Upstairs, in Daisy’s bedroom, I touch the cold bottles of perfume neatly lined up on her dressing table. She loved her perfume. Necklaces hang from a hand-shaped jewellery holder. I run my fingers along the gold chains. Her style was sharper than mine. Me, I rarely get out of my gym clothes. I live in sports shorts and a T-shirt, bottoms and a hoodie in colder weather. It is part of my work. A bottle ofDKNY Be Delicious, shaped like a green apple, calls for me to pick it up. I squirt my neck. The crisp, fruity smell reminds me of her. This was one of her favourites.
Hooked over the side of the mirror is a turquoise baseball cap withMOMprinted across the front. It strikes me as odd. Mum must’ve bought it for her as a joke. I turn to the certificates and photos on the walls, and the shelving holding all the framed photos and trophies from events she won over the years and her beloved Lego models. A photo of us in our wetsuits at the edge of a lake, before the start of a race, catches my eye. It was taken five years ago, when we both reached the county finals. I pick it up and run my finger around the perimeter. Two tears spring out of my eyes.

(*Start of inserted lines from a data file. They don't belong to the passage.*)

//! Publish a note: upload its images, push it to a gist and remember the URL.

use crate::app::domain::frontmatter::{self, PUBLISH_URL_KEY};
use crate::app::domain::{AppSettings, Document};
use crate::app::infrastructure::error::{AppError, Result};
use crate::app::infrastructure::platform::Clipboard;
use crate::app::infrastructure::vault::Vault;
use crate::app::services::gist::{SnippetHost, gist_id_from_url};
use crate::app::services::images;
use crate::app::services::imgur::ImageHost;
use crate::ui::notices::Notifier;

#[derive(Debug, Clone, PartialEq, Eq)]
pub struct PublishReport {
    pub id: String,
    pub url: String,
    /// A new gist was made rather than an existing one updated.
    pub created: bool,
    pub images_uploaded: usize,
    pub images_skipped: usize,
}

/// Everything the publish flow talks to, injected by the caller.
pub struct Publisher<'a> {
    pub vault: &'a dyn Vault,
    pub images: &'a dyn ImageHost,
    pub snippets: &'a dyn SnippetHost,
    pub clipboard: &'a dyn Clipboard,
    pub notifier: &'a dyn Notifier,
    pub show_frontmatter: bool,
}

impl<'a> Publisher<'a> {
    pub fn with_settings(
        settings: &AppSettings,
        vault: &'a dyn Vault,
        images: &'a dyn ImageHost,
        snippets: &'a dyn SnippetHost,
        clipboard: &'a dyn Clipboard,
        notifier: &'a dyn Notifier,
    ) -> Self {
        Self {
            vault,
            images,
            snippets,
            clipboard,
            notifier,
            show_frontmatter: settings.show_frontmatter,
        }
    }

    /// Publish the active document.
    ///
    /// Failures after the document is found abort the remaining steps and
    /// raise a single failure notice. Nothing already done is rolled back:
    /// uploaded images and the remote gist stay as they are.
    pub fn publish(&self, active: Option<&Document>) -> Result<PublishReport> {
        let Some(document) = active else {
            self.notifier.notice("No active file found");
            return Err(AppError::NoActiveDocument);
        };

        self.notifier
            .pending(&format!("Uploading notes and images: {}...", document.name));
        let result = self.run(document);
        self.notifier.hide_pending();

        match &result {
            Ok(report) => {
                tracing::info!(
                    url = %report.url,
                    created = report.created,
                    images = report.images_uploaded,
                    skipped = report.images_skipped,
                    "note published"
                );
                self.notifier.notice("Note published to GitHub gist");
            }
            Err(e) => {
                tracing::error!(document = %document.path.display(), error = %e, "publish failed");
                self.notifier.notice(&format!("Failed to publish note: {}", e));
            }
        }

        result
    }

    /// The text that would be sent, without uploading or writing anything.
    pub fn preview(&self, active: Option<&Document>) -> Result<String> {
        let document = active.ok_or(AppError::NoActiveDocument)?;
        let content = self.vault.read(&document.path)?;
        Ok(assemble_outgoing(&content, document.title(), self.show_frontmatter))
    }

    fn run(&self, document: &Document) -> Result<PublishReport> {
        let content = self.vault.read(&document.path)?;

        let pass = images::upload_and_replace(&content, document.directory(), self.vault, self.images);
        let existing_id = existing_gist_id(&pass.content);
        let outgoing = assemble_outgoing(&pass.content, document.title(), self.show_frontmatter);

        let published = match &existing_id {
            Some(id) => {
                tracing::debug!(id = %id, "updating existing gist");
                self.snippets.update(id, &document.name, &outgoing)?
            }
            None => {
                tracing::debug!("no gist recorded, creating one");
                self.snippets.create(&document.name, &outgoing)?
            }
        };

        // The stored note keeps its tracking URL whatever is shown remotely.
        let on_disk = self.vault.read(&document.path)?;
        let updated = frontmatter::upsert_value(&on_disk, PUBLISH_URL_KEY, &published.url);
        if updated != on_disk {
            self.vault.write(&document.path, &updated)?;
        }

        match self.clipboard.copy(&published.url) {
            Ok(()) => self.notifier.notice("Gist URL copied to clipboard"),
            Err(e) => {
                tracing::warn!(error = %e, "clipboard copy failed");
                self.notifier.notice("Failed to copy gist URL to clipboard");
            }
        }

        Ok(PublishReport {
            id: published.id,
            url: published.url,
            created: existing_id.is_none(),
            images_uploaded: pass.uploaded,
            images_skipped: pass.skipped,
        })
    }
}

/// Gist id recorded in the note's metadata block by an earlier publish.
pub fn existing_gist_id(content: &str) -> Option<String> {
    let (block, _) = frontmatter::extract_block(content);
    let url = block?.value(PUBLISH_URL_KEY)?;
    gist_id_from_url(url).map(str::to_string)
}

/// Build the published text: metadata block (unless hidden), a heading with
/// the note's title, then the body.
pub fn assemble_outgoing(content: &str, title: &str, show_frontmatter: bool) -> String {
    let visible = if show_frontmatter {
        content
    } else {
        frontmatter::strip_block(content)
    };

    let (block, body) = frontmatter::extract_block(visible);
    let mut out = String::with_capacity(visible.len() + title.len() + 4);
    if let Some(block) = block {
        out.push_str(block.raw());
        if !block.raw().ends_with('\n') {
            out.push('\n');
        }
    }
    out.push_str("# ");
    out.push_str(title);
    out.push_str("\n\n");
    out.push_str(body);
    out
}
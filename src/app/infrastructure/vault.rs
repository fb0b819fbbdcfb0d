//! Document store access.
//!
//! The publish flow never touches the filesystem directly; it goes through a
//! [`Vault`] so tests can substitute their own store.

use std::fs;
use std::io;
use std::path::{Component, Path, PathBuf};

/// Directory marking the root of an Obsidian vault.
pub const VAULT_MARKER_DIR: &str = ".obsidian";

pub trait Vault {
    fn read(&self, path: &Path) -> io::Result<String>;
    fn read_binary(&self, path: &Path) -> io::Result<Vec<u8>>;
    fn write(&self, path: &Path, content: &str) -> io::Result<()>;

    /// Resolve a link as written in a note to an attachment path.
    /// `source_dir` is the directory of the note containing the link.
    fn resolve_link(&self, link: &str, source_dir: &Path) -> Option<PathBuf>;
}

/// A vault backed by a directory tree.
#[derive(Debug, Clone)]
pub struct FsVault {
    root: PathBuf,
}

impl FsVault {
    pub fn new(root: impl Into<PathBuf>) -> Self {
        Self { root: root.into() }
    }

    /// Vault containing `document`: the nearest ancestor holding a `.obsidian`
    /// directory, else the document's own directory.
    pub fn discover(document: &Path) -> Self {
        let start = document.parent().unwrap_or_else(|| Path::new("."));
        let root = start
            .ancestors()
            .find(|dir| dir.join(VAULT_MARKER_DIR).is_dir())
            .unwrap_or(start);
        Self::new(root)
    }

    pub fn root(&self) -> &Path {
        &self.root
    }

    fn find_by_name(&self, name: &str) -> Option<PathBuf> {
        let mut pending = vec![self.root.clone()];

        while let Some(dir) = pending.pop() {
            let mut entries: Vec<PathBuf> = match fs::read_dir(&dir) {
                Ok(rd) => rd.filter_map(|e| e.ok()).map(|e| e.path()).collect(),
                Err(e) => {
                    tracing::debug!(dir = %dir.display(), error = %e, "skipping unreadable directory");
                    continue;
                }
            };
            entries.sort();

            if let Some(hit) = entries
                .iter()
                .find(|p| p.is_file() && p.file_name().is_some_and(|n| n == name))
            {
                return Some(hit.clone());
            }

            // Reverse so the stack pops subdirectories in sorted order.
            pending.extend(entries.into_iter().rev().filter(|p| p.is_dir() && !is_hidden(p)));
        }

        None
    }
}

impl Vault for FsVault {
    fn read(&self, path: &Path) -> io::Result<String> {
        fs::read_to_string(path)
    }

    fn read_binary(&self, path: &Path) -> io::Result<Vec<u8>> {
        fs::read(path)
    }

    fn write(&self, path: &Path, content: &str) -> io::Result<()> {
        fs::write(path, content)
    }

    fn resolve_link(&self, link: &str, source_dir: &Path) -> Option<PathBuf> {
        let link = link.trim();
        if link.is_empty() {
            return None;
        }

        // One leading slash means "from the vault root"; nothing may climb out.
        let rooted = link.strip_prefix('/');
        let relative = rooted.unwrap_or(link);
        if !is_contained(relative) {
            tracing::warn!(link, "link leaves the vault, ignoring");
            return None;
        }

        let found = match rooted {
            Some(rest) => Some(self.root.join(rest)).filter(|p| p.is_file()),
            None => [source_dir.join(link), self.root.join(link)]
                .into_iter()
                .find(|p| p.is_file())
                .or_else(|| is_bare_name(link).then(|| self.find_by_name(link)).flatten()),
        };

        found.filter(|p| self.contains(p))
    }
}

impl FsVault {
    /// Whether `path` lies under the vault root once symlinks are resolved.
    fn contains(&self, path: &Path) -> bool {
        match (fs::canonicalize(path), fs::canonicalize(&self.root)) {
            (Ok(path), Ok(root)) => path.starts_with(root),
            _ => false,
        }
    }
}

/// Only plain names (and `.`) may appear in a link path.
fn is_contained(link: &str) -> bool {
    Path::new(link)
        .components()
        .all(|c| matches!(c, Component::Normal(_) | Component::CurDir))
}

fn is_bare_name(link: &str) -> bool {
    let mut components = Path::new(link).components();
    matches!(
        (components.next(), components.next()),
        (Some(Component::Normal(_)), None)
    )
}

fn is_hidden(path: &Path) -> bool {
    path.file_name()
        .and_then(|n| n.to_str())
        .is_some_and(|n| n.starts_with('.'))
}
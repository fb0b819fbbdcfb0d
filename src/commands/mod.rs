pub mod publish;
pub mod settings;
use std::path::{Path, PathBuf};

/// A note on disk. The vault owns its content; this only names it.
#[derive(Debug, Clone, PartialEq, Eq)]
pub struct Document {
    pub path: PathBuf,
    pub name: String,
}

impl Document {
    pub fn new(path: impl Into<PathBuf>) -> Self {
        let path = path.into();
        let name = extract_filename(&path);
        Self { path, name }
    }

    /// Resolve the active document from an optional command argument.
    /// Anything that is not an existing regular file means there is none.
    pub fn active(path: Option<&Path>) -> Option<Self> {
        path.filter(|p| p.is_file()).map(Self::new)
    }

    /// File name without its final extension, used as the published heading.
    pub fn title(&self) -> &str {
        match self.name.rfind('.') {
            Some(idx) if idx > 0 && idx + 1 < self.name.len() => &self.name[..idx],
            _ => &self.name,
        }
    }

    /// Directory the note lives in; links are resolved relative to it.
    pub fn directory(&self) -> &Path {
        self.path.parent().unwrap_or_else(|| Path::new(""))
    }
}

/// Extract filename from a file path
///
/// Returns the filename component of a path, or "Unknown" if it can't be extracted.
pub fn extract_filename(path: &Path) -> String {
    path.file_name()
        .and_then(|n| n.to_str())
        .filter(|s| !s.is_empty() && *s != ".")
        .map(|s| s.to_string())
        .unwrap_or_else(|| "Unknown".to_string())
}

I go to the window and look out on the garden, where people are standing talking in small groups. Mum could’ve paid for another venue to host the event. Money isn’t an issue for her. When Dad died in a car accident when I was ten, and Daisy was eight, she sold his thriving accountancy firm, which meant she’s never had to work again.
I turn to a creaking floorboard. George stands at the threshold of the door. ‘It doesn’t make sense.’ I swipe the falling tears with the back of my hand.
He steps into the room and stands by my side. ‘Yeah, I know.’
‘She would never, ever take drugs,’ I say flatly.
‘Well—’ He stops mid-sentence. The look on his face suggests I’m wrong.
I frown. ‘Carry on.’
He shakes his head. ‘Nothing.’
I prod his shoulder, a little too roughly. ‘No! You were going to say something. Finish what you started.’
‘She liked the odd bit of weed.’ His words shock me.